The Beiyuanmen Muslim market is an impressive expanse of 500 meters of succulent snacks and souvenirs. The street, located in the muslim district, has a long history as one of the main starting points of the Silk Road. Here Arab and Persian merchants settled and married local girls. Their descendants, the Hui people, still sell their wares along this street. But the best investment by far is the hot and fried treats sold on the street by Hui vendors. Stroll down the long promenade and try local favorites like lamb skewers, gravy dumplings and mutton-soaked flat bread.

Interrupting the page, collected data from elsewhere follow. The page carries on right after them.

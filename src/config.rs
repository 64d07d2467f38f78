//! Engine Configuration
//!
//! Every field has a default, so `{}` is a complete configuration. The layer
//! policy is deliberately absent: it is not configurable.

use serde::{Deserialize, Serialize};
use std::fs;
use std::path::{Path, PathBuf};
use thiserror::Error;

use crate::resolver::{default_heuristics, PathRewrite};

#[derive(Debug, Error)]
pub enum ConfigError {
    #[error("Failed to read config {path}: {source}")]
    Io {
        path: PathBuf,
        #[source]
        source: std::io::Error,
    },

    #[error("Invalid config: {0}")]
    Parse(#[from] serde_json::Error),

    #[error("Invalid config: heuristic list is empty")]
    NoHeuristics,
}

#[derive(Debug, Clone, Default, PartialEq, Serialize, Deserialize)]
#[serde(rename_all = "camelCase")]
pub struct EngineConfig {
    #[serde(default)]
    pub resolver: ResolverConfig,
    #[serde(default)]
    pub rules: RulesConfig,
}

#[derive(Debug, Clone, PartialEq, Serialize, Deserialize)]
#[serde(rename_all = "camelCase")]
pub struct ResolverConfig {
    #[serde(default = "default_heuristics")]
    pub heuristics: Vec<PathRewrite>,
}

impl Default for ResolverConfig {
    fn default() -> Self {
        Self { heuristics: default_heuristics() }
    }
}

/// Toggles for advisory rules. Presence, reference and layer checks always run.
#[derive(Debug, Clone, Default, PartialEq, Serialize, Deserialize)]
#[serde(rename_all = "camelCase")]
pub struct RulesConfig {
    #[serde(default)]
    pub missing_type: RuleConfig,
    #[serde(default)]
    pub literal_value: RuleConfig,
    #[serde(default)]
    pub naming_convention: RuleConfig,
}

#[derive(Debug, Clone, PartialEq, Eq, Serialize, Deserialize)]
pub struct RuleConfig {
    #[serde(default = "default_true")]
    pub enabled: bool,
}

impl Default for RuleConfig {
    fn default() -> Self {
        Self { enabled: true }
    }
}

fn default_true() -> bool { true }

impl EngineConfig {
    pub fn from_json_str(raw: &str) -> Result<Self, ConfigError> {
        let config: Self = serde_json::from_str(raw)?;
        if config.resolver.heuristics.is_empty() {
            return Err(ConfigError::NoHeuristics);
        }
        Ok(config)
    }

    pub fn load_from_file(path: &Path) -> Result<Self, ConfigError> {
        let raw = fs::read_to_string(path).map_err(|source| ConfigError::Io {
            path: path.to_path_buf(),
            source,
        })?;
        Self::from_json_str(&raw)
    }
}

– The Song of Unending Sorrow

If you’re lucky enough to be in Xi’an from April to October, be sure to catch a performance of the Song of Everlasting Sorrow. You can buy tickets at the Xi’an railway station and ride a free shuttle bus from there to Mt. Lishan. The historical drama is performed twice in the evening at Huaqing Hot Springs, just below the mountain. Marvel as the performers erupt in an impressive presentation of song, dance, music, lights and and costume, all set against the background of freshwater ponds, willow trees and pavilions. The poem tells the tragic love story between T’ang Emperor Xuanzong (c.e. 685-782) and his beloved concubine Yang Yuhuan (which, like most such stories, ends horribly for our protagonists).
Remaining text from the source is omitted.